Qui plus est, en désaccord sur les limites de leurs eaux territoriales et celle de leurs espaces aériens respectifs, la Grèce et la Turquie s’accusent mutuellement de commettre des violations, ce qui donne régulièrement lieu à des incidents. Et le tout est amplifié par les perspectives d’exploitation de gaz naturel en Méditerranée orientale…

« Nous exhortons la Grèce et la Turquie à régler leurs différends en mer Égée dans un esprit de confiance et de solidarité entre alliés. […] Cela signifie retenue et modération, et s’abstenir d’une quelconque action ou d’une rhétorique qui pourrait entraîner une escalade de la situation », a déclaré Jens Stoltenberg, le secrétaire général de l’Otan, lors d’un entretien accordé en juin dernier à l’agence de presse grecque ANA.

Seulement, il s’agit-là d’un voeu pieux… Le 3 septembre, revenant sur les incidents évoqués la semaine passée, le président turc, Recep Tayyip Erdogan, a adressé des menaces à peine voilée à la Grèce, en lui promettant un « prix élevé » si elle continue de « violer l’espace aérien » de la Turquie » et de « harceler » les avions turcs en mer Égée.

« Si vous allez plus loin, vous paierez un prix élevé, très élevé ! Votre occupation des îles [de la mer Égée] ne nous lie en rien. Le moment venu, nous ferons le nécessaire. Nous pouvons arriver subitement la nuit. Nous n’avons qu’un mot pour la Grèce : n’oublie pas Izmir! », a lancé M. Erdogan.

« Nous pouvons arriver subitement la nuit » est une formule que le président turc a déjà utilisée pour évoquer d’éventuelles interventions militaires dans le nord de la Syrie… Quant à la référence à Izmir [Smyrne pour la Grèce], elle est explicite…

Après la Première Guerre Mondiale, la ville de Smyrne avait été attribuée à la Grèce par le Traité de Sèvres. Et 20’000 soldats grecs y débarquèrent en mai 1919, avec l’appui de navires britanniques, français et américains. Mais leur présence ne dura pas très longtemps puisqu’ils l’abandonneront trois ans plus tard, lors de la Deuxième Guerre gréco-turque. Ce qui donna lieu à des exactions contre sa population chrétienne… et à l’incendie du quartier arménien, que les Grecs appellent la « catastrophe de Smyrne ».

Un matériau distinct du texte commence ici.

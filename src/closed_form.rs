//! Closed forms in the iteration index `n`.
//!
//! Every expected value the engine produces is a finite sum
//!
//! ```text
//! f(n) = P_1(n) * b_1^n + ... + P_k(n) * b_k^n
//! ```
//!
//! of polynomials in `n` times exponentials with `n`-free bases. This class is
//! closed under everything the recurrence solver needs: addition, scaling by
//! polynomials in `n`, the shift `n -> n - 1`, and the geometric-convolution
//! sums computed by [`Algebra::closed_form_sum`][crate::algebra::Algebra::closed_form_sum].

use std::fmt;

use crate::error::{Error, Result};
use crate::expr::Expr;
use crate::symbol::Symbol;

/// An exponential polynomial `Σ P_i(n) * b_i^n`.
///
/// # Invariants
///
/// - Bases are nonzero, `n`-free, and pairwise distinct.
/// - Coefficients are nonzero polynomials in `n` (their denominators do not
///   mention `n`).
///
/// Equality is semantic: two closed forms are equal iff their difference has
/// no terms.
#[derive(Debug, Clone, Default)]
pub struct ClosedForm {
    terms: Vec<(Expr, Expr)>,
}

fn check_polynomial_in_n(expr: &Expr) -> Result<()> {
    if expr.denom().contains(&Symbol::n()) {
        return Err(Error::Unsupported(format!(
            "`{}` is not a polynomial in the iteration index",
            expr
        )));
    }
    Ok(())
}

impl ClosedForm {
    pub fn zero() -> Self {
        ClosedForm { terms: Vec::new() }
    }

    /// The closed form of an expression polynomial in `n`.
    pub fn from_expr(expr: &Expr) -> Result<Self> {
        ClosedForm::geometric(&Expr::one(), expr)
    }

    /// `coefficient * base^n`.
    pub fn geometric(base: &Expr, coefficient: &Expr) -> Result<Self> {
        if base.contains(&Symbol::n()) {
            return Err(Error::Unsupported(format!(
                "exponential base `{}` depends on the iteration index",
                base
            )));
        }
        check_polynomial_in_n(coefficient)?;
        let mut result = ClosedForm::zero();
        if !base.is_zero() {
            result.push_term(base.clone(), coefficient.clone());
        }
        Ok(result)
    }

    fn push_term(&mut self, base: Expr, coefficient: Expr) {
        if coefficient.is_zero() {
            return;
        }
        match self.terms.iter().position(|(b, _)| b.equals(&base)) {
            Some(i) => {
                self.terms[i].1 += &coefficient;
                if self.terms[i].1.is_zero() {
                    self.terms.remove(i);
                }
            }
            None => self.terms.push((base, coefficient)),
        }
    }

    pub fn is_zero(&self) -> bool {
        self.terms.is_empty()
    }

    /// `(base, coefficient)` pairs.
    pub fn terms(&self) -> impl Iterator<Item = (&Expr, &Expr)> {
        self.terms.iter().map(|(b, c)| (b, c))
    }

    /// Returns the expression if the closed form has no exponential part.
    pub fn as_polynomial(&self) -> Option<Expr> {
        match self.terms.as_slice() {
            [] => Some(Expr::zero()),
            [(base, coefficient)] if base.is_one() => Some(coefficient.clone()),
            _ => None,
        }
    }

    pub fn add(&self, other: &ClosedForm) -> ClosedForm {
        let mut result = self.clone();
        for (base, coefficient) in &other.terms {
            result.push_term(base.clone(), coefficient.clone());
        }
        result
    }

    pub fn sub(&self, other: &ClosedForm) -> ClosedForm {
        self.add(&other.neg())
    }

    pub fn neg(&self) -> ClosedForm {
        ClosedForm {
            terms: self.terms.iter().map(|(b, c)| (b.clone(), -c)).collect(),
        }
    }

    /// Multiplies by an `n`-free factor.
    pub fn scale(&self, factor: &Expr) -> ClosedForm {
        if factor.is_zero() {
            return ClosedForm::zero();
        }
        ClosedForm {
            terms: self.terms.iter().map(|(b, c)| (b.clone(), c * factor)).collect(),
        }
    }

    /// Multiplies by a polynomial in `n`.
    pub fn mul_expr(&self, factor: &Expr) -> Result<ClosedForm> {
        check_polynomial_in_n(factor)?;
        Ok(self.scale(factor))
    }

    /// The shifted sequence `f(n - 1)`.
    pub fn shift(&self) -> Result<ClosedForm> {
        let n = Symbol::n();
        let previous = Expr::n() - Expr::one();
        let mut result = ClosedForm::zero();
        for (base, coefficient) in &self.terms {
            let shifted = coefficient.subs(&n, &previous)?.checked_div(base)?;
            result.push_term(base.clone(), shifted);
        }
        Ok(result)
    }

    /// Substitutes `symbol := value` in bases and coefficients.
    pub fn subs(&self, symbol: &Symbol, value: &Expr) -> Result<ClosedForm> {
        let mut result = ClosedForm::zero();
        for (base, coefficient) in &self.terms {
            let term = ClosedForm::geometric(&base.subs(symbol, value)?, &coefficient.subs(symbol, value)?)?;
            result = result.add(&term);
        }
        Ok(result)
    }

    /// Value at a concrete iteration.
    pub fn eval(&self, iteration: u32) -> Result<Expr> {
        let n = Symbol::n();
        let at = Expr::integer(i64::from(iteration));
        let mut result = Expr::zero();
        for (base, coefficient) in &self.terms {
            result += &(coefficient.subs(&n, &at)? * base.pow(iteration));
        }
        Ok(result)
    }
}

impl PartialEq for ClosedForm {
    fn eq(&self, other: &Self) -> bool {
        self.sub(other).is_zero()
    }
}

impl Eq for ClosedForm {}

/// Renders `expr` so it can stand as a factor in a product.
fn factor(expr: &Expr) -> String {
    let s = expr.to_string();
    if s.contains(' ') || s.contains('/') || s.starts_with('-') {
        format!("({})", s)
    } else {
        s
    }
}

fn base(expr: &Expr) -> String {
    let s = expr.to_string();
    if s.chars().all(|c| c.is_alphanumeric() || c == '_') {
        s
    } else {
        format!("({})", s)
    }
}

impl fmt::Display for ClosedForm {
    fn fmt(&self, f: &mut fmt::Formatter<'_>) -> fmt::Result {
        if self.terms.is_empty() {
            return write!(f, "0");
        }
        for (i, (b, c)) in self.terms.iter().enumerate() {
            let negative = c.to_string().starts_with('-');
            let c = if negative { -c } else { c.clone() };
            let term = if b.is_one() && negative && c.to_string().contains(' ') {
                format!("({})", c)
            } else if b.is_one() {
                c.to_string()
            } else if c.is_one() {
                format!("{}^n", base(b))
            } else {
                format!("{}*{}^n", factor(&c), base(b))
            };
            match (i, negative) {
                (0, true) => write!(f, "-{}", term)?,
                (0, false) => write!(f, "{}", term)?,
                (_, true) => write!(f, " - {}", term)?,
                (_, false) => write!(f, " + {}", term)?,
            }
        }
        Ok(())
    }
}

/// A condition under which a summation result takes a special form.
#[derive(Debug, Clone, PartialEq, Eq)]
pub enum Guard {
    /// The two expressions coincide.
    Equal(Expr, Expr),
}

impl fmt::Display for Guard {
    fn fmt(&self, f: &mut fmt::Formatter<'_>) -> fmt::Result {
        match self {
            Guard::Equal(a, b) => write!(f, "{} = {}", a, b),
        }
    }
}

/// A case split: the first branch whose guard holds applies, otherwise the
/// default.
#[derive(Debug, Clone, PartialEq, Eq)]
pub struct Piecewise {
    branches: Vec<(Guard, ClosedForm)>,
    otherwise: ClosedForm,
}

impl Piecewise {
    pub fn new(otherwise: ClosedForm) -> Self {
        Piecewise {
            branches: Vec::new(),
            otherwise,
        }
    }

    pub fn push(&mut self, guard: Guard, value: ClosedForm) {
        self.branches.push((guard, value));
    }

    pub fn branches(&self) -> &[(Guard, ClosedForm)] {
        &self.branches
    }

    pub fn otherwise(&self) -> &ClosedForm {
        &self.otherwise
    }

    pub fn into_otherwise(self) -> ClosedForm {
        self.otherwise
    }

    pub fn is_unconditional(&self) -> bool {
        self.branches.is_empty()
    }
}

impl fmt::Display for Piecewise {
    fn fmt(&self, f: &mut fmt::Formatter<'_>) -> fmt::Result {
        for (guard, value) in &self.branches {
            write!(f, "{} if {}; ", value, guard)?;
        }
        write!(f, "{} otherwise", self.otherwise)
    }
}

#[cfg(test)]
mod tests {
    use super::*;

    use test_log::test;

    fn parse(s: &str) -> Expr {
        s.parse().unwrap()
    }

    fn geometric(base: &str, coefficient: &str) -> ClosedForm {
        ClosedForm::geometric(&parse(base), &parse(coefficient)).unwrap()
    }

    #[test]
    fn test_like_bases_merge() {
        let f = geometric("2", "n").add(&geometric("2", "1 - n"));
        assert_eq!(f.terms().count(), 1);
        assert_eq!(f, geometric("2", "1"));
        assert!(geometric("p", "1").sub(&geometric("p", "1")).is_zero());
    }

    #[test]
    fn test_semantic_equality_ignores_order() {
        let a = geometric("2", "1").add(&geometric("3", "n"));
        let b = geometric("3", "n").add(&geometric("2", "1"));
        assert_eq!(a, b);
        assert_ne!(a, geometric("2", "1"));
    }

    #[test]
    fn test_n_dependent_base_is_rejected() {
        assert!(ClosedForm::geometric(&Expr::n(), &Expr::one()).is_err());
        assert!(ClosedForm::from_expr(&parse("1/n")).is_err());
    }

    #[test]
    fn test_shift() {
        // 3 * 2^n shifted is 3 * 2^(n-1) = 3/2 * 2^n
        assert_eq!(geometric("2", "3").shift().unwrap(), geometric("2", "3/2"));
        // n^2 shifted is n^2 - 2n + 1
        assert_eq!(
            ClosedForm::from_expr(&parse("n^2")).unwrap().shift().unwrap(),
            ClosedForm::from_expr(&parse("n^2 - 2*n + 1")).unwrap()
        );
    }

    #[test]
    fn test_eval() {
        let f = geometric("2", "n").add(&ClosedForm::from_expr(&Expr::one()).unwrap());
        assert_eq!(f.eval(0).unwrap(), Expr::one());
        assert_eq!(f.eval(3).unwrap(), Expr::integer(25));
    }

    #[test]
    fn test_display() {
        assert_eq!(ClosedForm::zero().to_string(), "0");
        assert_eq!(geometric("2*p", "y0").to_string(), "y0*(2*p)^n");
        assert_eq!(
            ClosedForm::from_expr(&Expr::n()).unwrap().add(&geometric("2", "-1")).to_string(),
            "n - 2^n"
        );
    }

    #[test]
    fn test_piecewise() {
        let mut pw = Piecewise::new(geometric("p", "1"));
        assert!(pw.is_unconditional());
        pw.push(Guard::Equal(parse("p"), Expr::one()), ClosedForm::from_expr(&Expr::n()).unwrap());
        assert_eq!(pw.branches().len(), 1);
        assert_eq!(pw.to_string(), "n if p = 1; p^n otherwise");
        assert_eq!(pw.into_otherwise(), geometric("p", "1"));
    }
}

La France est directement concernée par cette situation entre Athènes et Ankara… puisqu’elle a signé un accord de défense avec la Grèce. Accord prévoyant une clause d’assistance mutuelle. En clair, les deux pays se sont engagés à s’assister mutuellement « avec tous les moyens appropriés à leur disposition, et si nécesssaire avec l’usage de la force armée, s’ils constatent mutuellement qu’une attaque armée est en cours contre le territoire de l’un des deux ».